As an example, you can use the jaccard_curve()
function
to plot the probability that a pair of records are compared at each
possible Jaccard distance, \(d\)
between zero and one:
By looking at the plot produced, we can see that using these hyperparameters, comparisons will almost never be made between pairs of records that have a Jaccard similarity of less than .2 (saving time), pairs of records that have a Jaccard similarity of greater than .8 are almost always compared (giving a low false-negative rate).
For more details about the hyperparameters, the
textreuse
package has an excellent vignette, and zoomerjoin
provides a re-implementation of its profiling tools,
jaccard_probability,
and jaccard_bandwidth
(although the implementations differ slightly as the hyperparameters in
each package are different).
Often after merging, it can help to standardize the names or fields
that have been joined on.
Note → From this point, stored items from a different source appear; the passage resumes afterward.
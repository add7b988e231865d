// src/storage.rs

use std::collections::HashMap;

use anyhow::{anyhow, Result};
use async_trait::async_trait;
use chrono::{NaiveDate, Utc};
use log::debug;
use tokio::sync::Mutex;

use crate::models::{
    AgencyId, Household, HouseholdId, Quote, ReviewAuditEntry, Sale, TeamDirectory, TeamMember,
};

/// Whether an upsert created a fresh record or updated an existing one.
#[derive(Debug, Clone, Copy, PartialEq, Eq)]
pub enum UpsertOutcome {
    Created,
    Updated,
}

/// Abstract repository consumed by the reconciliation engine.
///
/// The engine never opens its own database connections; the surrounding
/// application supplies an implementation of this trait. All calls are
/// agency-scoped and these are the only suspension points in a run.
#[async_trait]
pub trait Storage: Send + Sync {
    /// Fetches the team-member directory snapshot for a run. Failure here
    /// is fatal to the whole run and must happen before any side effects.
    async fn fetch_team_directory(&self, agency_id: &AgencyId) -> Result<TeamDirectory>;

    /// Looks up a household by its normalized identity key.
    async fn find_household_by_key(
        &self,
        agency_id: &AgencyId,
        household_key: &str,
    ) -> Result<Option<Household>>;

    async fn get_household(&self, id: &HouseholdId) -> Result<Option<Household>>;

    async fn insert_household(&self, household: &Household) -> Result<()>;

    async fn update_household(&self, household: &Household) -> Result<()>;

    /// Upserts a quote by its natural key (household, quote date, product
    /// type). Once the owning household is sold the stored quote is
    /// immutable except for producer backfill (null to non-null).
    async fn upsert_quote(&self, quote: &Quote) -> Result<UpsertOutcome>;

    /// Upserts a sale by its natural key (applicant identity key, sale
    /// date, product type) and returns the stored record. A sale that
    /// already carries a decided match state keeps that state and its
    /// household link.
    async fn upsert_sale(&self, sale: &Sale) -> Result<(UpsertOutcome, Sale)>;

    async fn update_sale(&self, sale: &Sale) -> Result<()>;

    /// Soft-deactivates every active record of the given report type for
    /// the agency, returning how many records were deactivated. Must be
    /// durably visible before any upsert of new records of that type.
    async fn deactivate_report_type(
        &self,
        agency_id: &AgencyId,
        report_type: &str,
    ) -> Result<usize>;

    /// Latest active quote for one household, if it has any.
    async fn latest_quote_for_household(&self, id: &HouseholdId) -> Result<Option<Quote>>;

    /// Quoted households in the given postal code, each paired with its
    /// latest active quote.
    async fn quoted_households_by_postal(
        &self,
        agency_id: &AgencyId,
        postal_code: &str,
    ) -> Result<Vec<(Household, Quote)>>;

    /// Agency-wide quoted households whose latest active quote falls on or
    /// after `since`, for sales that carry no postal code.
    async fn quoted_households_since(
        &self,
        agency_id: &AgencyId,
        since: NaiveDate,
    ) -> Result<Vec<(Household, Quote)>>;

    /// Appends the audit record for one finalized review decision.
    async fn append_review_audit(
        &self,
        agency_id: &AgencyId,
        entry: &ReviewAuditEntry,
    ) -> Result<()>;
}

//------------------------------------------------------------------------------
// IN-MEMORY IMPLEMENTATION
//------------------------------------------------------------------------------

#[derive(Default)]
struct StoreInner {
    directories: HashMap<AgencyId, Vec<TeamMember>>,
    households: Vec<Household>,
    quotes: Vec<Quote>,
    sales: Vec<Sale>,
    audits: Vec<(AgencyId, ReviewAuditEntry)>,
}

/// In-memory [`Storage`] implementation backing the test suite and
/// application dry runs. Not intended as a production store.
#[derive(Default)]
pub struct InMemoryStore {
    inner: Mutex<StoreInner>,
}

impl InMemoryStore {
    pub fn new() -> Self {
        Self::default()
    }

    /// Seeds the team directory for an agency.
    pub async fn set_directory(&self, agency_id: AgencyId, members: Vec<TeamMember>) {
        let mut inner = self.inner.lock().await;
        inner.directories.insert(agency_id, members);
    }

    pub async fn households(&self, agency_id: &AgencyId) -> Vec<Household> {
        let inner = self.inner.lock().await;
        inner
            .households
            .iter()
            .filter(|h| &h.agency_id == agency_id)
            .cloned()
            .collect()
    }

    pub async fn quotes(&self, agency_id: &AgencyId) -> Vec<Quote> {
        let inner = self.inner.lock().await;
        inner
            .quotes
            .iter()
            .filter(|q| &q.agency_id == agency_id)
            .cloned()
            .collect()
    }

    pub async fn sales(&self, agency_id: &AgencyId) -> Vec<Sale> {
        let inner = self.inner.lock().await;
        inner
            .sales
            .iter()
            .filter(|s| &s.agency_id == agency_id)
            .cloned()
            .collect()
    }

    pub async fn audit_entries(&self, agency_id: &AgencyId) -> Vec<ReviewAuditEntry> {
        let inner = self.inner.lock().await;
        inner
            .audits
            .iter()
            .filter(|(a, _)| a == agency_id)
            .map(|(_, e)| e.clone())
            .collect()
    }
}

/// Latest active quote per household, as (household, quote) pairs.
fn latest_active_quotes<'a>(
    inner: &'a StoreInner,
    agency_id: &AgencyId,
) -> Vec<(&'a Household, &'a Quote)> {
    let mut latest: HashMap<&HouseholdId, &Quote> = HashMap::new();
    for quote in inner.quotes.iter().filter(|q| q.active && &q.agency_id == agency_id) {
        latest
            .entry(&quote.household_id)
            .and_modify(|current| {
                if quote.quote_date > current.quote_date {
                    *current = quote;
                }
            })
            .or_insert(quote);
    }

    let mut pairs = Vec::with_capacity(latest.len());
    for (household_id, quote) in latest {
        if let Some(household) = inner
            .households
            .iter()
            .find(|h| &h.id == household_id && h.active)
        {
            pairs.push((household, quote));
        }
    }
    pairs
}

#[async_trait]
impl Storage for InMemoryStore {
    async fn fetch_team_directory(&self, agency_id: &AgencyId) -> Result<TeamDirectory> {
        let inner = self.inner.lock().await;
        let members = inner
            .directories
            .get(agency_id)
            .cloned()
            .ok_or_else(|| anyhow!("no team directory for agency {}", agency_id.0))?;
        Ok(TeamDirectory::new(members))
    }

    async fn find_household_by_key(
        &self,
        agency_id: &AgencyId,
        household_key: &str,
    ) -> Result<Option<Household>> {
        let inner = self.inner.lock().await;
        Ok(inner
            .households
            .iter()
            .find(|h| &h.agency_id == agency_id && h.household_key == household_key)
            .cloned())
    }

    async fn get_household(&self, id: &HouseholdId) -> Result<Option<Household>> {
        let inner = self.inner.lock().await;
        Ok(inner.households.iter().find(|h| &h.id == id).cloned())
    }

    async fn insert_household(&self, household: &Household) -> Result<()> {
        let mut inner = self.inner.lock().await;
        if inner.households.iter().any(|h| {
            h.agency_id == household.agency_id && h.household_key == household.household_key
        }) {
            return Err(anyhow!(
                "household key {} already exists for agency {}",
                household.household_key,
                household.agency_id.0
            ));
        }
        inner.households.push(household.clone());
        Ok(())
    }

    async fn update_household(&self, household: &Household) -> Result<()> {
        let mut inner = self.inner.lock().await;
        let slot = inner
            .households
            .iter_mut()
            .find(|h| h.id == household.id)
            .ok_or_else(|| anyhow!("household {} not found", household.id.0))?;
        *slot = household.clone();
        Ok(())
    }

    async fn upsert_quote(&self, quote: &Quote) -> Result<UpsertOutcome> {
        let mut inner = self.inner.lock().await;

        let household_sold = inner
            .households
            .iter()
            .find(|h| h.id == quote.household_id)
            .map(|h| h.status == crate::models::HouseholdStatus::Sold)
            .unwrap_or(false);

        if let Some(existing) = inner.quotes.iter_mut().find(|q| {
            q.household_id == quote.household_id
                && q.quote_date == quote.quote_date
                && q.product_type.eq_ignore_ascii_case(&quote.product_type)
        }) {
            if household_sold {
                // Sold households freeze their quote content; only producer
                // backfill and re-activation after supersession get through.
                if existing.producer_id.is_none() && quote.producer_id.is_some() {
                    existing.producer_id = quote.producer_id.clone();
                }
                existing.active = true;
                existing.updated_at = Utc::now().naive_utc();
            } else {
                let id = existing.id.clone();
                let created_at = existing.created_at;
                *existing = quote.clone();
                existing.id = id;
                existing.created_at = created_at;
                existing.updated_at = Utc::now().naive_utc();
                existing.active = true;
            }
            return Ok(UpsertOutcome::Updated);
        }

        inner.quotes.push(quote.clone());
        Ok(UpsertOutcome::Created)
    }

    async fn upsert_sale(&self, sale: &Sale) -> Result<(UpsertOutcome, Sale)> {
        let mut inner = self.inner.lock().await;

        let key = crate::normalize::household_key(
            &sale.first_name,
            &sale.last_name,
            &sale.postal_code,
        );

        if let Some(existing) = inner.sales.iter_mut().find(|s| {
            s.agency_id == sale.agency_id
                && s.sale_date == sale.sale_date
                && s.product_type.eq_ignore_ascii_case(&sale.product_type)
                && crate::normalize::household_key(&s.first_name, &s.last_name, &s.postal_code)
                    == key
        }) {
            let id = existing.id.clone();
            let created_at = existing.created_at;
            let match_state = existing.match_state;
            let household_id = existing.household_id.clone();
            *existing = sale.clone();
            existing.id = id;
            existing.created_at = created_at;
            existing.updated_at = Utc::now().naive_utc();
            existing.active = true;
            // Decided sales keep their resolution across re-ingestion.
            if match_state.is_decided() {
                existing.match_state = match_state;
                existing.household_id = household_id;
            }
            return Ok((UpsertOutcome::Updated, existing.clone()));
        }

        inner.sales.push(sale.clone());
        Ok((UpsertOutcome::Created, sale.clone()))
    }

    async fn update_sale(&self, sale: &Sale) -> Result<()> {
        let mut inner = self.inner.lock().await;
        let slot = inner
            .sales
            .iter_mut()
            .find(|s| s.id == sale.id)
            .ok_or_else(|| anyhow!("sale {} not found", sale.id.0))?;
        *slot = sale.clone();
        Ok(())
    }

    async fn deactivate_report_type(
        &self,
        agency_id: &AgencyId,
        report_type: &str,
    ) -> Result<usize> {
        let mut inner = self.inner.lock().await;
        let mut count = 0;

        for quote in inner.quotes.iter_mut() {
            if quote.active && &quote.agency_id == agency_id && quote.report_type == report_type {
                quote.active = false;
                quote.updated_at = Utc::now().naive_utc();
                count += 1;
            }
        }
        for sale in inner.sales.iter_mut() {
            if sale.active && &sale.agency_id == agency_id && sale.report_type == report_type {
                sale.active = false;
                sale.updated_at = Utc::now().naive_utc();
                count += 1;
            }
        }

        debug!(
            "Deactivated {} records of report type {:?} for agency {}",
            count, report_type, agency_id.0
        );
        Ok(count)
    }

    async fn latest_quote_for_household(&self, id: &HouseholdId) -> Result<Option<Quote>> {
        let inner = self.inner.lock().await;
        Ok(inner
            .quotes
            .iter()
            .filter(|q| q.active && &q.household_id == id)
            .max_by_key(|q| q.quote_date)
            .cloned())
    }

    async fn quoted_households_by_postal(
        &self,
        agency_id: &AgencyId,
        postal_code: &str,
    ) -> Result<Vec<(Household, Quote)>> {
        let inner = self.inner.lock().await;
        Ok(latest_active_quotes(&inner, agency_id)
            .into_iter()
            .filter(|(h, _)| h.postal_code == postal_code)
            .map(|(h, q)| (h.clone(), q.clone()))
            .collect())
    }

    async fn quoted_households_since(
        &self,
        agency_id: &AgencyId,
        since: NaiveDate,
    ) -> Result<Vec<(Household, Quote)>> {
        let inner = self.inner.lock().await;
        Ok(latest_active_quotes(&inner, agency_id)
            .into_iter()
            .filter(|(_, q)| q.quote_date >= since)
            .map(|(h, q)| (h.clone(), q.clone()))
            .collect())
    }

    async fn append_review_audit(
        &self,
        agency_id: &AgencyId,
        entry: &ReviewAuditEntry,
    ) -> Result<()> {
        let mut inner = self.inner.lock().await;
        inner.audits.push((agency_id.clone(), entry.clone()));
        Ok(())
    }
}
This way, you can assign a unique label or
identifying key to all observations that have a similar value of the
merging variable. The jaccard_string_group()
function makes
this possible. It first performs locality sensitive hashing to identify
similar pairs of observations within the dataset, and then runs a
community detection algorithm to identify clusters of similar
observations, which are each assigned a label. The community-detection
algorithm, fastgreedy.community()
from the
igraph
package runs in log-linear time, so the entire
algorithm completes in linearithmic time.
Here’s a short snippet showing how you can use
jaccard_string_group()
to standardize a set of organization
names.
organization_names <- c(
"American Civil Liberties Union",
"American Civil Liberties Union (ACLU)",
"NRA National Rifle Association",
"National Rifle Association NRA",
"National Rifle Association",
"Planned Parenthood",
"Blue Cross"
)
standardized_organization_names <- jaccard_string_group(organization_names, threshold = .5, band_width = 3)
## Loading required namespace: igraph
## [1] "American Civil Liberties Union" "American Civil Liberties Union"
## [3] "NRA National Rifle Association" "NRA National Rifle Association"
## [5] "NRA National Rifle Association" "Planned Parenthood"
## [7] "Blue Cross"
Bonica, Adam. 2016. Database on Ideology, Money in Politics, and Elections: Public version 2.0 [Computer file]. Stanford, CA: Stanford University Libraries.